I implemented a simple way of adding one of this objects to a "Bookmarks / Favorites" tableview, since I want this app to be simple and personally I hate apps that require logging in, I didn't want to use Parse relationships or users. So what the app does is simply get the "objectId" of the specific object being added to favorites, then it saves it to an array in NSUserDefaults, it runs a query and retrieves the objects with the object ids that match the ones in the NSUserDefaults Array.
I encountered a problem when trying to delete them from the tableview. Since I delete the object at index in the tableview, the problem is that the user adds an object Id in a specific order and the objects come with a different one since the are queried by ascending order. So lets say user adds object 1,2 & 3 to the defaults array (in that order) but the query brings back 3,1 & 2. If I delete the object at index 3 which I would expect to be object 3, it deletes object 2.

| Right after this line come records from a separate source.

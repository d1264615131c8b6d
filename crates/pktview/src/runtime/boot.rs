//! Boot: logging init, config load, presentation thread, session creation.

use std::sync::Arc;

use tokio::runtime::Handle;
use tracing::info;
use tracing_subscriber::{layer::SubscriberExt, util::SubscriberInitExt};

use crate::conf::{MemorySettings, SettingsStore, TomlSettings, ViewerConfig};
use crate::decoder::Protocol;
use crate::host::{PresentationHost, ThreadDispatcher};
use crate::protocols::{HexProtocol, TextProtocol};
use crate::session::ViewerSession;

/// Everything `boot` wires together.
pub struct Viewer {
    pub config: ViewerConfig,
    pub host: Arc<ThreadDispatcher>,
    pub session: Arc<ViewerSession>,
}

/// Initialise the tracing / logging subsystem. Logs go to stderr so stdout
/// stays free for decoded output.
pub fn init_logging() {
    tracing_subscriber::registry()
        .with(
            tracing_subscriber::EnvFilter::try_from_default_env()
                .unwrap_or_else(|_| "pktview=info".into()),
        )
        .with(tracing_subscriber::fmt::layer().with_writer(std::io::stderr))
        .init();
}

/// Load config, start the presentation thread and create the session.
/// Must be called from within a tokio runtime.
pub fn boot() -> Result<Viewer, Box<dyn std::error::Error>> {
    info!("Starting pktview v{}", env!("CARGO_PKG_VERSION"));

    let config = ViewerConfig::load()?;
    info!(
        "Decode settings: auto_decode={}, eviction={} (capacity {}), idle exit after {} x {}ms",
        config.auto_decode,
        config.eviction.enabled,
        config.eviction.capacity,
        config.worker.idle_polls,
        config.worker.idle_poll_ms
    );

    let settings: Arc<dyn SettingsStore> = match &config.settings_path {
        Some(path) => {
            info!("Persisting settings to: {}", path);
            Arc::new(TomlSettings::open(path)?)
        }
        None => Arc::new(MemorySettings::new()),
    };

    let host = Arc::new(ThreadDispatcher::spawn("pktview-presentation")?);
    let session = ViewerSession::new(
        &config,
        Arc::clone(&host) as Arc<dyn PresentationHost>,
        settings,
        Handle::current(),
    );
    info!("Initialized viewer session {}", session.id());

    Ok(Viewer { config, host, session })
}

/// Bundled protocol by (case-insensitive) name.
pub fn protocol_by_name(name: &str) -> Option<Arc<dyn Protocol>> {
    match name.to_ascii_lowercase().as_str() {
        "hex" => Some(Arc::new(HexProtocol::new())),
        "text" => Some(Arc::new(TextProtocol::new())),
        _ => None,
    }
}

To solve this the only way I could think of is to order the query in the same order as the user adds an id to their favorites. I looked it up and I found that I can use an NSComparator to check if one is the same as the other, the information I found is kinda confusing and Im not sure how to use the comparator so if someone could point me in the right direction that would be awesome.
Thanks in advance and thanks for reading!
TLTR? Question: Can anyone provide an example on how to use an NSComparator?
I think I understand the question. You have an array like this in user defaults:
stringArray = [ @"objectId-A", @"objectId-B", @"objectId-C", @"objectId-D" ]
And you fetch parse objects somehow, and they are returned in arbitrary order, like this:
objectArray = [ <object-B>, <object-A>, <object-D>, <object-C> ]
Which becomes the datasource for a table. And then the user requests to delete an object at an indexPath
.
You're having no trouble deleting the object, since you can delete the object at index indexPath.row
from objectArray
. But how to delete the correct object from the array of ids? You can use the object's id and look it up...
deleteMe = objectArray[indexPath.row] // look up the object
deleteMeId = deleteMe.objectId! // get its id
// remove the object from objectArray
objectArray.removeAtIndex(objectArray.indexOf(deleteMe)!)
// remove the id from the id array
stringArray.removeAtIndex(stringArray.indexOf(deleteMeId)!)